Patients with asymptomatic carotid stenosis undergoing CAS-CABG have a decreased stroke and death rate compared to those undergoing isolated CABG or CEA-CABG. CAS may be a safer carotid revascularization option for patients with asymptomatic carotid stenosis requiring CABG in terms of postoperative stroke prevention.
In patients with symptomatic carotid stenosis available data are confounding, therefore the preferred strategy remains unclear, however carotid revascularization will result incontestably in higher periprocedural complication rates.
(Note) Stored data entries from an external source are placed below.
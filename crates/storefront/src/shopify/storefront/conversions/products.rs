//! Product conversion functions.

use harbor_core::Product;

use crate::shopify::ShopifyError;
use crate::shopify::storefront::wire::{Connection, ProductNode};

/// Flatten a product node and check its option invariant.
///
/// # Errors
///
/// Returns `ShopifyError::InvalidCatalog` if a variant selects an option the
/// product does not declare.
pub fn convert_product(node: ProductNode) -> Result<Product, ShopifyError> {
    let product = Product {
        id: node.id,
        handle: node.handle,
        title: node.title,
        description: node.description,
        description_html: node.description_html,
        available_for_sale: node.available_for_sale,
        vendor: node.vendor,
        product_type: node.product_type,
        tags: node.tags,
        created_at: node.created_at,
        updated_at: node.updated_at,
        featured_image: node.featured_image,
        images: node.images.into_nodes().collect(),
        options: node.options,
        price_range: node.price_range,
        variants: node.variants.into_nodes().collect(),
    };
    product.validate()?;
    Ok(product)
}

/// Flatten a product connection, preserving order.
///
/// # Errors
///
/// Fails on the first product that violates a catalog invariant.
pub fn convert_product_connection(
    connection: Connection<ProductNode>,
) -> Result<Vec<Product>, ShopifyError> {
    connection.into_nodes().map(convert_product).collect()
}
Although level I evidence would be ideal to determine the best treatment strategy for patients who require combined treatment of carotid and coronary arterial disease, the design and implementation of a multicenter randomised clinical trial has been proven impractical and unrealistic. The heterogeneity of patients with varying degrees of coronary and carotid artery disease and the preference of carotid intervention are the main limitations for such a trial. Nevertheless, when conceived, such a trial should compare isolated CABG (including on and off pump surgery) with CAS-CABG and CEA-CABG in symptomatic and asymptomatic patients separately.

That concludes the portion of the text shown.